//! Meters and collections of them.
//!
//! Collection is a "ruler" of the score: meters follow one another, and the
//! first or the last one may be only partially covered (e.g. pickup measure).
use std::{fmt, ops::Range};

use fraction::Fraction;

use crate::{
    primitives::{zero, MetricalDuration},
    spanning::{SpanningContainer, SpanningContainerBuilder, SpanningFragment},
};

pub type MeterCollection = SpanningContainer<MeterFragment>;
pub type MeterCollectionBuilder = SpanningContainerBuilder<MeterFragment>;

/// Time signature.
#[derive(Debug, Clone, Copy, PartialEq, Eq, Hash)]
pub struct Meter {
    numerator: u64,
    denominator: u64,
}
impl Meter {
    /// # Panics
    /// If denominator is not a power of two, or numerator is zero.
    pub fn new(numerator: u64, denominator: u64) -> Self {
        if numerator == 0 || !denominator.is_power_of_two() {
            panic!("invalid meter: {numerator}/{denominator}");
        }
        Self {
            numerator,
            denominator,
        }
    }
    pub fn numerator(&self) -> u64 {
        self.numerator
    }
    pub fn denominator(&self) -> u64 {
        self.denominator
    }
    /// Duration of the whole measure, spelled as the meter (`6/8` stays `6/8`).
    pub fn duration(&self) -> MetricalDuration {
        MetricalDuration::new(self.numerator, self.denominator)
    }
    pub fn length(&self) -> Fraction {
        self.duration().get()
    }
    /// Offset of every beat from the start of the measure.
    ///
    /// ```
    /// # use fraction::Fraction;
    /// # use metrical::meter::Meter;
    /// assert_eq!(
    ///     Meter::new(3, 8).beat_offsets(),
    ///     vec![
    ///         Fraction::new(0u64, 8u64),
    ///         Fraction::new(1u64, 8u64),
    ///         Fraction::new(2u64, 8u64)
    ///     ]
    /// );
    /// ```
    pub fn beat_offsets(&self) -> Vec<Fraction> {
        (0..self.numerator)
            .map(|beat| Fraction::new(beat, self.denominator))
            .collect()
    }
}
impl fmt::Display for Meter {
    fn fmt(&self, f: &mut fmt::Formatter<'_>) -> fmt::Result {
        write!(f, "{}/{}", self.numerator, self.denominator)
    }
}

/// Meter, may be covered only partially.
#[derive(Debug, Clone, PartialEq)]
pub struct MeterFragment {
    meter: Meter,
    range: Range<Fraction>,
}
impl MeterFragment {
    /// # Panics
    /// If range is empty or is not inside the meter.
    pub fn new(meter: Meter, range: Range<Fraction>) -> Self {
        if range.start < zero()
            || range.end > meter.length()
            || range.start >= range.end
        {
            panic!("range {:?} is out of meter {}", range, meter);
        }
        Self { meter, range }
    }
    pub fn meter(&self) -> &Meter {
        &self.meter
    }
    /// True if the whole meter is covered.
    pub fn is_whole(&self) -> bool {
        self.range.start == zero() && self.range.end == self.meter.length()
    }
    /// Beats inside the fragment, offset from the fragment start.
    pub fn beat_offsets(&self) -> Vec<Fraction> {
        self.meter
            .beat_offsets()
            .into_iter()
            .filter(|beat| self.range.contains(beat))
            .map(|beat| beat - self.range.start)
            .collect()
    }
}
impl From<Meter> for MeterFragment {
    fn from(meter: Meter) -> Self {
        Self {
            range: zero()..meter.length(),
            meter,
        }
    }
}
impl SpanningFragment for MeterFragment {
    fn range(&self) -> Range<Fraction> {
        self.range.clone()
    }
    fn fragment(&self, range: Range<Fraction>) -> Self {
        let start = range.start.max(self.range.start);
        let end = range.end.min(self.range.end);
        Self::new(self.meter, start..end)
    }
}

impl MeterCollectionBuilder {
    /// Append the whole meter.
    pub fn add_meter(&mut self, meter: Meter) -> &mut Self {
        self.add(MeterFragment::from(meter))
    }
}
impl MeterCollection {
    /// Offsets of every beat in the collection, from its start.
    pub fn beat_offsets(&self) -> Vec<Fraction> {
        self.iter()
            .flat_map(|(offset, fragment)| {
                fragment
                    .beat_offsets()
                    .into_iter()
                    .map(move |beat| offset + beat)
            })
            .collect()
    }
}

#[cfg(test)]
mod tests {
    use fraction::Fraction;

    use crate::spanning::SpanningFragment;

    use super::{Meter, MeterCollection, MeterFragment};

    fn meters() -> MeterCollection {
        let mut builder = MeterCollection::builder();
        builder
            .add_meter(Meter::new(4, 4))
            .add_meter(Meter::new(4, 4))
            .add_meter(Meter::new(4, 4))
            .add_meter(Meter::new(7, 8))
            .add_meter(Meter::new(9, 8))
            .add_meter(Meter::new(4, 4));
        builder.build()
    }

    #[test]
    fn test_meter() {
        let meter = Meter::new(6, 8);
        assert_eq!(meter.duration().to_string(), "6/8");
        assert_eq!(meter.length(), Fraction::new(3u64, 4u64));
        assert_eq!(meter.to_string(), "6/8");
    }

    #[test]
    #[should_panic]
    fn test_non_metrical_meter() {
        let _ = Meter::new(3, 6);
    }

    #[test]
    fn test_fragment() {
        let whole = MeterFragment::from(Meter::new(4, 4));
        assert!(whole.is_whole());
        let tail =
            whole.fragment(Fraction::new(1u64, 4u64)..Fraction::from(1.0));
        assert!(!tail.is_whole());
        assert_eq!(tail.length(), Fraction::new(3u64, 4u64));
        assert_eq!(
            tail.beat_offsets(),
            vec![
                Fraction::new(0u64, 4u64),
                Fraction::new(1u64, 4u64),
                Fraction::new(2u64, 4u64)
            ]
        );
        let off_beat = whole
            .fragment(Fraction::new(1u64, 8u64)..Fraction::new(1u64, 2u64));
        assert_eq!(off_beat.beat_offsets(), vec![Fraction::new(1u64, 8u64)]);
    }

    #[test]
    fn test_collection() {
        let meters = meters();
        assert_eq!(meters.len(), 6);
        assert_eq!(meters.length(), Fraction::from(6.0));
        let (offset, fragment) = meters
            .element_containing(Fraction::new(8 * 3 + 7 + 3u64, 8u64))
            .expect("no meter at position");
        assert_eq!(offset, Fraction::new(8 * 3 + 7u64, 8u64));
        assert_eq!(*fragment.meter(), Meter::new(9, 8));
        assert_eq!(meters.beat_offsets().len(), 4 * 3 + 7 + 9 + 4);
    }

    #[test]
    fn test_collection_fragment() {
        let meters = meters();
        let fragment = meters.fragment(
            Fraction::new(5u64, 2u64)..Fraction::new(31u64 + 4, 8u64),
        );
        assert_eq!(fragment.len(), 3);
        assert_eq!(
            fragment.elements()[0],
            MeterFragment::new(
                Meter::new(4, 4),
                Fraction::new(1u64, 2u64)..Fraction::from(1.0)
            )
        );
        assert_eq!(*fragment.elements()[1].meter(), Meter::new(7, 8));
        assert!(fragment.elements()[1].is_whole());
        assert_eq!(
            fragment.elements()[2],
            MeterFragment::new(
                Meter::new(9, 8),
                Fraction::from(0.0)..Fraction::new(1u64, 2u64)
            )
        );
        assert_eq!(fragment.length(), Fraction::new(15u64, 8u64));
        assert_eq!(
            meters.fragment(Fraction::from(0.0)..meters.length()),
            meters
        );
    }
}
//! Durations, derived from nested proportions.
//!
//! A [`ProportionTree`] describes rhythm without concrete values, e.g.
//! "three equal notes, the last one split in two". [`normalize`] makes it
//! representable in power-of-two subdivisions and [`MetricalDurationTree`]
//! binds it to a concrete duration.

pub mod duration_tree;
pub mod proportion_tree;

pub use duration_tree::MetricalDurationTree;
pub use proportion_tree::{normalize, DistanceTree, ProportionTree};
• • • • •
◆ **What to produce**: Where a line of the records contains the word "ProportionTree", count it; state only the final tally.

◆ **Finished task**: 2